Abstract Chitosan is employed as an absorption enhancer for drug delivery strategies. Aim of this study was to investigate the rapid effects on barrier properties of the intestinal epithelial cell model HT-29/B6. Chitosan (0.005%) induced a fast decrease in transepithelial resistance (Rt ) which was completely reversible after wash-out. Two-path impedance spectroscopy revealed that chitosan affects both, the paracellular (Rpara ) and the transcellular (Rtrans ) resistance. pH-dependence and inhibition of both effects by negatively charged heparin indicated a chitosan action only in the protonated form. The decrease in Rtrans was mediated by activation of a chloride-bicarbonate exchanger involved in intracellular pH regulation. This activation was coupled to the decrease in Rpara which was associated with an increase in ion permeability and permeability for paracellular flux markers up to 10 kDa. No effects on expression and subcellular distribution of tight junction (TJ) proteins or the actin cytoskeleton were observed.
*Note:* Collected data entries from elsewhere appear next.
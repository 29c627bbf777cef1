//! `serde` support for the tree and its adaptors.
//!
//! Values are written in ascending order and read back through plain inserts. The tree never
//! rebalances, so sorted input rebuilds a chain: deserializing `n` elements costs O(n²)
//! comparisons and yields a tree of depth `n`.

use core::fmt;
use core::marker::PhantomData;

use serde::de::{MapAccess, SeqAccess, Visitor};
use serde::ser::{SerializeMap, SerializeSeq};
use serde::{Deserialize, Deserializer, Serialize, Serializer};

use crate::{Bst, BstMap, BstSet};

/// Serializes as a sequence in ascending order, duplicates included.
impl<T: Serialize> Serialize for Bst<T> {
    fn serialize<S: Serializer>(&self, serializer: S) -> Result<S::Ok, S::Error> {
        let mut seq = serializer.serialize_seq(Some(self.len()))?;
        for value in self {
            seq.serialize_element(value)?;
        }
        seq.end()
    }
}

impl<T: Serialize> Serialize for BstSet<T> {
    fn serialize<S: Serializer>(&self, serializer: S) -> Result<S::Ok, S::Error> {
        let mut seq = serializer.serialize_seq(Some(self.len()))?;
        for value in self {
            seq.serialize_element(value)?;
        }
        seq.end()
    }
}

impl<K: Serialize, V: Serialize> Serialize for BstMap<K, V> {
    fn serialize<S: Serializer>(&self, serializer: S) -> Result<S::Ok, S::Error> {
        let mut map = serializer.serialize_map(Some(self.len()))?;
        for (k, v) in self {
            map.serialize_entry(k, v)?;
        }
        map.end()
    }
}

/// Preallocation taken from an untrusted length hint is capped.
fn cautious(hint: Option<usize>) -> usize {
    hint.unwrap_or(0).min(4096)
}

struct BstVisitor<T> {
    marker: PhantomData<fn() -> Bst<T>>,
}

impl<'de, T> Visitor<'de> for BstVisitor<T>
where
    T: Deserialize<'de> + Ord,
{
    type Value = Bst<T>;

    fn expecting(&self, formatter: &mut fmt::Formatter<'_>) -> fmt::Result {
        formatter.write_str("a sequence")
    }

    fn visit_seq<A>(self, mut access: A) -> Result<Self::Value, A::Error>
    where
        A: SeqAccess<'de>,
    {
        let mut tree = Bst::with_capacity(cautious(access.size_hint()));
        while let Some(value) = access.next_element()? {
            tree.insert(value, false);
        }
        Ok(tree)
    }
}

impl<'de, T> Deserialize<'de> for Bst<T>
where
    T: Deserialize<'de> + Ord,
{
    fn deserialize<D: Deserializer<'de>>(deserializer: D) -> Result<Self, D::Error> {
        deserializer.deserialize_seq(BstVisitor { marker: PhantomData })
    }
}

struct BstSetVisitor<T> {
    marker: PhantomData<fn() -> BstSet<T>>,
}

impl<'de, T> Visitor<'de> for BstSetVisitor<T>
where
    T: Deserialize<'de> + Ord,
{
    type Value = BstSet<T>;

    fn expecting(&self, formatter: &mut fmt::Formatter<'_>) -> fmt::Result {
        formatter.write_str("a sequence")
    }

    fn visit_seq<A>(self, mut access: A) -> Result<Self::Value, A::Error>
    where
        A: SeqAccess<'de>,
    {
        let mut set = BstSet::with_capacity(cautious(access.size_hint()));
        while let Some(value) = access.next_element()? {
            set.insert(value);
        }
        Ok(set)
    }
}

impl<'de, T> Deserialize<'de> for BstSet<T>
where
    T: Deserialize<'de> + Ord,
{
    fn deserialize<D: Deserializer<'de>>(deserializer: D) -> Result<Self, D::Error> {
        deserializer.deserialize_seq(BstSetVisitor { marker: PhantomData })
    }
}

struct BstMapVisitor<K, V> {
    marker: PhantomData<fn() -> BstMap<K, V>>,
}

impl<'de, K, V> Visitor<'de> for BstMapVisitor<K, V>
where
    K: Deserialize<'de> + Ord,
    V: Deserialize<'de>,
{
    type Value = BstMap<K, V>;

    fn expecting(&self, formatter: &mut fmt::Formatter<'_>) -> fmt::Result {
        formatter.write_str("a map")
    }

    fn visit_map<M>(self, mut access: M) -> Result<Self::Value, M::Error>
    where
        M: MapAccess<'de>,
    {
        let mut map = BstMap::with_capacity(cautious(access.size_hint()));
        while let Some((k, v)) = access.next_entry()? {
            map.insert(k, v);
        }
        Ok(map)
    }
}

impl<'de, K, V> Deserialize<'de> for BstMap<K, V>
where
    K: Deserialize<'de> + Ord,
    V: Deserialize<'de>,
{
    fn deserialize<D: Deserializer<'de>>(deserializer: D) -> Result<Self, D::Error> {
        deserializer.deserialize_map(BstMapVisitor { marker: PhantomData })
    }
}
use core::fmt;

use crate::Error;
use crate::raw::{Handle, RawBst, TreeId};

/// A detached position in a [`Bst`](crate::Bst), or its past-the-end sentinel.
///
/// A `Position` does not borrow the tree, so it can be handed back to mutating operations such
/// as [`Bst::erase`](crate::Bst::erase). Operations validate it first: a position that belongs
/// to another tree, or whose element has since been removed, is rejected with
/// [`Error::InvalidIterator`].
///
/// Two positions are equal when both are past-the-end (whichever tree produced them), or when
/// both refer to the same element of the same tree.
///
/// # Examples
///
/// ```
/// use linked_bst::Bst;
///
/// let a = Bst::from([1, 2]);
/// let b: Bst<i32> = Bst::new();
///
/// assert_eq!(a.find(&2), a.find(&2));
/// assert_ne!(a.find(&1), a.find(&2));
/// assert_eq!(a.end(), b.end());
/// assert_eq!(b.begin(), b.end());
/// ```
#[derive(Clone, Copy, Debug)]
pub struct Position {
    tree: TreeId,
    node: Option<Handle>,
}

impl Position {
    pub(crate) const fn new(tree: TreeId, node: Option<Handle>) -> Self {
        Self { tree, node }
    }

    pub(crate) const fn tree(self) -> TreeId {
        self.tree
    }

    pub(crate) const fn node(self) -> Option<Handle> {
        self.node
    }

    /// Returns true for the past-the-end sentinel.
    #[must_use]
    pub const fn is_end(&self) -> bool {
        self.node.is_none()
    }
}

impl PartialEq for Position {
    fn eq(&self, other: &Self) -> bool {
        match (self.node, other.node) {
            (None, None) => true,
            (Some(a), Some(b)) => a == b && self.tree == other.tree,
            _ => false,
        }
    }
}

impl Eq for Position {}

/// A read-only cursor over a [`Bst`](crate::Bst).
///
/// The cursor walks the tree through parent links only, without any auxiliary stack. The
/// past-the-end position sits between the last and the first element: stepping forward from
/// the last element reaches it, stepping forward from it wraps to the first element, and
/// stepping backward from it reaches the last element.
///
/// Elements are only ever handed out by shared reference; changing a value in place could
/// break the tree's ordering.
///
/// # Examples
///
/// ```
/// use linked_bst::Bst;
///
/// let tree = Bst::from([20, 10, 30]);
/// let mut cursor = tree.cursor_front();
/// assert_eq!(cursor.get(), Some(&10));
///
/// cursor.move_next();
/// cursor.move_next();
/// assert_eq!(cursor.get(), Some(&30));
///
/// cursor.move_next();
/// assert!(cursor.is_end());
///
/// cursor.move_prev();
/// assert_eq!(cursor.get(), Some(&30));
/// ```
pub struct Cursor<'a, T> {
    tree: &'a RawBst<T>,
    node: Option<Handle>,
}

impl<'a, T> Cursor<'a, T> {
    pub(crate) fn new(tree: &'a RawBst<T>, node: Option<Handle>) -> Self {
        Self { tree, node }
    }

    /// Returns the element under the cursor, or `None` at past-the-end.
    #[must_use]
    pub fn get(&self) -> Option<&'a T> {
        self.node.map(|handle| self.tree.value(handle))
    }

    /// Returns the element under the cursor.
    ///
    /// # Errors
    ///
    /// [`Error::OutOfRange`] at past-the-end.
    ///
    /// # Examples
    ///
    /// ```
    /// use linked_bst::{Bst, Error};
    ///
    /// let tree = Bst::from([1]);
    /// let mut cursor = tree.cursor_front();
    /// assert_eq!(cursor.value(), Ok(&1));
    /// cursor.move_next();
    /// assert_eq!(cursor.value(), Err(Error::OutOfRange));
    /// ```
    pub fn value(&self) -> Result<&'a T, Error> {
        self.get().ok_or(Error::OutOfRange)
    }

    /// Returns true at the past-the-end position.
    #[must_use]
    pub fn is_end(&self) -> bool {
        self.node.is_none()
    }

    /// Detaches the current position from the borrow.
    #[must_use]
    pub fn position(&self) -> Position {
        Position::new(self.tree.id(), self.node)
    }

    /// Moves to the in-order successor.
    pub fn move_next(&mut self) {
        self.node = match self.node {
            Some(handle) => self.tree.next(handle),
            None => self.tree.first(),
        };
    }

    /// Moves to the in-order predecessor.
    pub fn move_prev(&mut self) {
        self.node = match self.node {
            Some(handle) => self.tree.prev(handle),
            None => self.tree.last(),
        };
    }

    /// Returns the element [`move_next`](Self::move_next) would reach.
    #[must_use]
    pub fn peek_next(&self) -> Option<&'a T> {
        let mut next = *self;
        next.move_next();
        next.get()
    }

    /// Returns the element [`move_prev`](Self::move_prev) would reach.
    #[must_use]
    pub fn peek_prev(&self) -> Option<&'a T> {
        let mut prev = *self;
        prev.move_prev();
        prev.get()
    }
}

impl<T> Clone for Cursor<'_, T> {
    fn clone(&self) -> Self {
        *self
    }
}

impl<T> Copy for Cursor<'_, T> {}

impl<T> PartialEq for Cursor<'_, T> {
    fn eq(&self, other: &Self) -> bool {
        self.position() == other.position()
    }
}

impl<T> Eq for Cursor<'_, T> {}

impl<T: fmt::Debug> fmt::Debug for Cursor<'_, T> {
    fn fmt(&self, f: &mut fmt::Formatter<'_>) -> fmt::Result {
        f.debug_tuple("Cursor").field(&self.get()).finish()
    }
}
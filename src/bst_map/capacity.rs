use super::BstMap;
use crate::raw::RawBst;

impl<K, V> BstMap<K, V> {
    /// Creates an empty map with capacity for at least `capacity` elements.
    ///
    /// This is an extension and is not part of the standard `BTreeMap` API.
    ///
    /// # Examples
    ///
    /// ```
    /// use linked_bst::BstMap;
    ///
    /// let map: BstMap<i32, i32> = BstMap::with_capacity(32);
    /// assert!(map.is_empty());
    /// ```
    ///
    /// # Complexity
    ///
    /// O(capacity) for memory allocation.
    #[must_use]
    pub fn with_capacity(capacity: usize) -> Self {
        BstMap {
            raw: RawBst::with_capacity(capacity),
        }
    }

    /// Returns the current capacity for the map.
    ///
    /// This is an extension and is not part of the standard `BTreeMap` API.
    ///
    /// # Examples
    ///
    /// ```
    /// use linked_bst::BstMap;
    ///
    /// let map: BstMap<i32, i32> = BstMap::with_capacity(32);
    /// assert_eq!(map.capacity(), 32);
    /// ```
    ///
    /// # Complexity
    ///
    /// O(1)
    #[must_use]
    pub fn capacity(&self) -> usize {
        self.raw.capacity()
    }
}
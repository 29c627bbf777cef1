use super::BstSet;
use crate::bst::Bst;

impl<T> BstSet<T> {
    /// Creates an empty set with capacity for at least `capacity` elements.
    ///
    /// This is an extension and is not part of the standard `BTreeSet` API.
    ///
    /// # Examples
    ///
    /// ```
    /// use linked_bst::BstSet;
    ///
    /// let set: BstSet<i32> = BstSet::with_capacity(32);
    /// assert!(set.is_empty());
    /// ```
    ///
    /// # Complexity
    ///
    /// O(capacity) for memory allocation.
    #[must_use]
    pub fn with_capacity(capacity: usize) -> Self {
        BstSet {
            tree: Bst::with_capacity(capacity),
        }
    }

    /// Returns the current capacity for the set.
    ///
    /// This is an extension and is not part of the standard `BTreeSet` API.
    ///
    /// # Examples
    ///
    /// ```
    /// use linked_bst::BstSet;
    ///
    /// let set: BstSet<i32> = BstSet::with_capacity(32);
    /// assert_eq!(set.capacity(), 32);
    /// ```
    ///
    /// # Complexity
    ///
    /// O(1)
    #[must_use]
    pub fn capacity(&self) -> usize {
        self.tree.capacity()
    }
}
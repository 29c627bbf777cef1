use core::num::NonZero;
use core::sync::atomic::{AtomicUsize, Ordering};

static NEXT_ID: AtomicUsize = AtomicUsize::new(1);

/// Identity of one tree's node storage.
///
/// Travels with the arena on swap, so positions keep pointing at the same nodes.
#[derive(Clone, Copy, Debug, Eq, PartialEq, Hash)]
pub(crate) struct TreeId(NonZero<usize>);

impl TreeId {
    pub(crate) fn next() -> Self {
        let id = NEXT_ID.fetch_add(1, Ordering::Relaxed);
        Self(NonZero::new(id).expect("`TreeId::next()` - identifier space exhausted!"))
    }
}
impl<T: Ord> Ord for Bst<T> {
    fn cmp(&self, other: &Self) -> Ordering {
        self.iter().cmp(other.iter())
    }
}

impl<T: Hash> Hash for Bst<T> {
    fn hash<H: Hasher>(&self, state: &mut H) {
        state.write_usize(self.len());
        for value in self {
            value.hash(state);
        }
    }
}

impl<T: Ord> FromIterator<T> for Bst<T> {
    fn from_iter<I: IntoIterator<Item = T>>(iter: I) -> Self {
        let mut tree = Bst::new();
        tree.extend(iter);
        tree
    }
}

impl<T: Ord> Extend<T> for Bst<T> {
    fn extend<I: IntoIterator<Item = T>>(&mut self, iter: I) {
        for value in iter {
            self.insert(value, false);
        }
    }
}

impl<'a, T: 'a + Ord + Copy> Extend<&'a T> for Bst<T> {
    fn extend<I: IntoIterator<Item = &'a T>>(&mut self, iter: I) {
        self.extend(iter.into_iter().copied());
    }
}

impl<T: Ord, const N: usize> From<[T; N]> for Bst<T> {
    /// Inserts the values in array order, keeping duplicates.
    fn from(arr: [T; N]) -> Self {
        arr.into_iter().collect()
    }
}

impl<T> IntoIterator for Bst<T> {
    type Item = T;
    type IntoIter = IntoIter<T>;

    fn into_iter(mut self) -> IntoIter<T> {
        IntoIter {
            inner: self.raw.drain_to_vec().into_iter(),
        }
    }
}

impl<'a, T> IntoIterator for &'a Bst<T> {
    type Item = &'a T;
    type IntoIter = Iter<'a, T>;

    fn into_iter(self) -> Iter<'a, T> {
        self.iter()
    }
}

impl<'a, T> Iterator for Iter<'a, T> {
    type Item = &'a T;

    fn next(&mut self) -> Option<&'a T> {
        self.inner.next()
    }

    fn size_hint(&self) -> (usize, Option<usize>) {
        self.inner.size_hint()
    }

    fn last(mut self) -> Option<&'a T> {
        self.next_back()
    }
}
Accordingly, inhibition of actin–myosin interaction, Ca2+ -dependent intracellular signaling, PKC, PI3K/Akt, MAP kinase p38, and endocytosis pathways did not impair the chitosan effect. These results suggest that the rapid and reversible absorption-enhancing chitosan effect is due to changes in intracellular pH caused by the activation of a chloride-bicarbonate exchanger resulting in the opening of the TJ.